Peristiwa ini mendakwahkan betapa Tuhannya Ibrahim bukan Tuhan yang bengis, biadab, dan haus darah manusia. Justru, Tuhannya Ibrahim ingin mengembalikan posisi manusia pada harkat, martabat, dan fitrahnya sebagai makhluk yang bebas hidup dan bernapas di Bumi.

Kurban melambangkan upaya mendekatkan diri kepada Tuhan yang dibarengi sikap pasrah, berserah diri, dan pengorbanan secara totalitas. Kurban berasal dari kata Arab qaraba-yaqrabu-qurbanan, berarti mendekati, menghampiri, dan mendatangi. Kurban tidak berarti korban (yang dikurbankan) hingga diidentikkan kekerasan. Ia bukan obyek kekerasan itu sendiri, tetapi peneguhan diri di hadapan Tuhan akan sebuah kemerdekaan mutlak yang harus dicapai.

Simbol
Menanggapi tuduhan Rene Girard soal ritual kurban yang diidentikkannya sebagai kekerasan atas nama Tuhan, langkah utama yang harus dilakukan menggali makna simbolis kurban. Karena, dalam setiap ritual keagamaan ada makna hakiki dari makna simbolisnya.

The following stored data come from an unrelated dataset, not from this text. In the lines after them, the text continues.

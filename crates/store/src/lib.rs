//! Persistence for the storefront: products, carts and orders.
//!
//! The [`ProductStore`], [`CartStore`] and [`OrderStore`] traits describe the
//! remote CRUD surface the rest of the system is written against. Two
//! implementations are provided: [`PostgresStore`] backed by sqlx, and
//! [`InMemoryStore`] for tests and database-less development.

pub mod error;
pub mod memory;
pub mod model;
pub mod postgres;
pub mod query;
pub mod store;

pub use error::{Result, StoreError};
pub use memory::{FailPoint, InMemoryStore};
pub use model::{
    Address, Cart, CartItem, CustomerDetails, NewCartItem, NewOrder, NewOrderItem, NewProduct,
    Order, OrderItem, Product, ProductUpdate,
};
pub use postgres::PostgresStore;
pub use query::{OrderQuery, ProductQuery};
pub use store::{CartStore, OrderStore, OrderStoreExt, ProductStore, Store};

Ritual-ritual keagamaan hanya sekadar "petunjuk", "isyarat", "petanda", "lambang", dan "simbol-simbol’" yang kadang membuat kita bingung. Berbagai maknanya-lah yang harus dipahami, bukan formalitasnya.

Simbol tidak cukup mewakili dirinya memahami hakikat terdalam dari sebuah makna. Ia hanya bisa mewakili kepentingan atau tafsir individu atau kelompok terbatas pengguna simbol itu. Permainan simbol tak jarang menyihir, menipu, sekaligus memerangkap orang yang terkesima. Rene Girard satu dari sekian banyak orang itu.

Tradisi kurban sarat akan makna simbolik. Memahami kurban sebatas penampakannya, yaitu penyembelihan Ismail akan mengarah pada pemahaman agama yang keras, haus darah, kejam. Kurban simbol totalitas penyerahan diri, pembebasan dari bentuk penindasan dan kekerasan.

Kita patut merenungi ilustrasi yang diberikan Jalaluddin Rumi terkait simbol-simbol ritual agama. Ia mengidentikkan simbol agama dengan sekuntum "mawar". Untuk mendapatkan wangi mawar, bukan dengan mengeja m-a-w-a-r, tetapi harus mencari empu yang punya mawar itu. Jadi kita akan merasakan keharuman bunga mawar itu.

Akhirnya, jangan terburu percaya pada yang tampak karena terkadang ia menipu, mengelabui, dan menyeret kita pada ilusi kebenaran. Tangkaplah makna hakikinya karena di sanalah terdapat kebenaran. Sekali lagi, dalam peristiwa kurban bukan penyembelihan yang diinginkan Tuhan, tetapi totalitas kepasrahan dan penyerahan diri. Bukan kekerasan dan pertumpahan darah yang ingin ditunjukkan, tetapi akhir tradisi mengorbankan nyawa manusia untuk kepentingan para dewa dan roh suci.